Page of Content
Introduction
Roland Barthes: The Death of the Author
Michel Foucault: What is an Author?
Comparative Analysis
Challenge for the Role of the Author in Postmodernism
Bibliography
This paper discusses the challenges to the role of the author in postmodernism through a comparative analysis of Roland Barthes’ essay The Death of the Author and Michel Foucault’s essay What is an Author? Both critics, Barthes and Foucault, have examined the role and relevance of authorship to the meaning or interpretation of a text.

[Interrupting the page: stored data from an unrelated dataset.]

#[cfg(test)]
mod tests {
    use super::*;
    use crate::adapters::MemoryStorage;

    fn store() -> WorldStore<MemoryStorage> {
        WorldStore::new(MemoryStorage::new())
    }

    fn seeded_store() -> WorldStore<MemoryStorage> {
        let store = store();
        let fang = Item::new("fang");
        store.save_item(&fang).expect("save item");
        let patrol = Movement::new("patrol");
        store.save_movement(&patrol).expect("save movement");

        let mut wolf = Creature::new("wolf");
        wolf.set_item_drop(Some(Arc::new(fang)));
        wolf.set_movement(Some(Arc::new(patrol)));
        store.save_creature(&wolf).expect("save creature");
        store
    }

    #[test]
    fn test_creature_references_resolve_when_targets_exist() {
        let store = seeded_store();
        let (snapshot, report) = store.load_world().expect("load world");

        assert!(report.is_clean());
        let wolf = &snapshot.creatures[0];
        let drop = wolf.item_drop().expect("drop resolved");
        assert_eq!(drop.name(), "fang");
        // The resolved reference aliases the indexed item.
        assert!(Arc::ptr_eq(drop, &snapshot.items["fang"]));
        assert!(wolf.movement().is_some());
    }

    #[test]
    fn test_unknown_names_stay_unset_and_are_reported() {
        let store = seeded_store();
        store
            .storage()
            .remove("item", "fang")
            .expect("remove item");

        let (snapshot, report) = store.load_world().expect("load world");
        let wolf = &snapshot.creatures[0];
        assert!(wolf.item_drop().is_none());
        assert!(wolf.movement().is_some());
        assert_eq!(
            report.unresolved,
            vec![UnresolvedReference {
                object: "creature 'wolf'".into(),
                field: "itemDrop".into(),
                name: "fang".into(),
            }]
        );
    }

    #[test]
    fn test_malformed_resource_is_skipped_not_fatal() {
        let store = seeded_store();
        store
            .storage()
            .write("creature", "broken", "not json")
            .expect("write");

        let (snapshot, _) = store.load_world().expect("load world");
        assert_eq!(snapshot.creatures.len(), 1);
        assert_eq!(snapshot.creatures[0].name(), "wolf");
    }

    #[test]
    fn test_spawner_template_resolves_by_type_token() {
        let store = seeded_store();
        let mut den = Spawner::new("den");
        den.set_object_type("creature");
        let template: WorldObject = Creature::new("wolf").into();
        den.set_object_template(Some(Arc::new(template)));
        store.save_spawner(&den).expect("save spawner");

        let (snapshot, report) = store.load_world().expect("load world");
        assert!(report.is_clean());
        let loaded = &snapshot.spawners[0];
        let template = loaded.object_template().expect("template resolved");
        assert!(template.as_creature().is_some());
        assert_eq!(template.name(), "wolf");
    }

    #[test]
    fn test_unknown_spawner_type_token_leaves_template_unset_silently() {
        let store = store();
        let mut gate = Spawner::new("gate");
        gate.set_object_type("portal");
        gate.set_object_template(Some(Arc::new(Item::new("rift").into())));
        store.save_spawner(&gate).expect("save spawner");

        let (snapshot, report) = store.load_world().expect("load world");
        assert!(snapshot.spawners[0].object_template().is_none());
        assert!(report.is_clean());
    }

    #[test]
    fn test_map_round_trip_reattaches_terrain_and_entities() {
        let store = seeded_store();
        let grass = Terrain::new("grass");
        store.save_terrain(&grass).expect("save terrain");

        let mut map = GameMap::new("vale", 2, 2).expect("valid dimensions");
        map.fill_with_terrain(&Arc::new(grass));
        map.cell_mut(0, 1)
            .expect("in bounds")
            .add_entity(Item::new("fang").into());
        store.save_map(&map).expect("save map");

        let (snapshot, report) = store.load_world().expect("load world");
        assert!(report.is_clean());
        let loaded = &snapshot.maps[0];
        assert_eq!((loaded.width(), loaded.height()), (2, 2));
        assert!(loaded
            .cells()
            .all(|cell| cell.terrain().is_some_and(|t| t.name() == "grass")));
        let cell = loaded.cell(0, 1).expect("in bounds");
        assert_eq!(cell.entity_count(), 1);
        assert_eq!(cell.entities()[0].name(), "fang");
    }

    #[test]
    fn test_map_with_unknown_entity_skips_it_and_reports() {
        let store = store();
        let mut map = GameMap::new("vale", 1, 1).expect("valid dimensions");
        map.cell_mut(0, 0)
            .expect("in bounds")
            .add_entity(Item::new("ghost").into());
        store.save_map(&map).expect("save map");

        let (snapshot, report) = store.load_world().expect("load world");
        let cell = snapshot.maps[0].cell(0, 0).expect("in bounds");
        assert_eq!(cell.entity_count(), 0);
        assert_eq!(report.unresolved.len(), 1);
        assert_eq!(report.unresolved[0].field, "entities");
    }

    #[test]
    fn test_trader_offers_resolve_in_stored_order() {
        let store = store();
        store.save_item(&Item::new("rope")).expect("save item");
        store.save_item(&Item::new("lantern")).expect("save item");

        let mut pedlar = Trader::new("pedlar");
        pedlar.add_trade_offer(Arc::new(Item::new("rope")));
        pedlar.add_trade_offer(Arc::new(Item::new("lantern")));
        store.save_trader(&pedlar).expect("save trader");

        let (snapshot, report) = store.load_world().expect("load world");
        assert!(report.is_clean());
        let names: Vec<_> = snapshot.traders[0]
            .stored_trade_offers()
            .iter()
            .map(|o| o.name().to_string())
            .collect();
        assert_eq!(names, vec!["rope", "lantern"]);
    }

    #[test]
    fn test_save_world_round_trips_a_full_snapshot() {
        let source = seeded_store();
        let (snapshot, _) = source.load_world().expect("load world");

        let copy = store();
        copy.save_world(&snapshot).expect("save world");
        let (reloaded, report) = copy.load_world().expect("reload world");

        assert!(report.is_clean());
        assert_eq!(reloaded.items.len(), 1);
        assert_eq!(reloaded.movements.len(), 1);
        assert_eq!(reloaded.creatures.len(), 1);
        assert_eq!(reloaded.creatures[0].id(), snapshot.creatures[0].id());
    }
}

Roland Barthes (1915 – 1980) was one of the earliest French structuralist or poststructuralist theorists of culture. This paper will explore Barthes philosophy about the death of the author and his opinion that writing destroys every voice and point of origin.
Michel Foucault (1926–1984) was a French historian and philosopher, associated with the structuralist and post-structuralist movements. Michel Foucault’s What is an Author? examines the notion of the “author” in literature, investigating the relationship between the author and the text as both a response to Barthes and a rejection of his thesis of the death of the author.
The paper is divided into 4 parts.
- Section 1 begins by analyzing Roland Barthes’ essay The Death of the Author.
- Section 2 then moves on to analyze Michael Foucault´s essay What is an Author?
- Section 3 provides a comparative analysis of both essays. My frame of reference will focus on Barthes’ and Foucault’s reaction of the critique of the traditional science in France during the 1960s.
- Finally Section 4 goes on to discuss the challenges to the role of the author in postmodernism through Foucault’s visions and development from 1969….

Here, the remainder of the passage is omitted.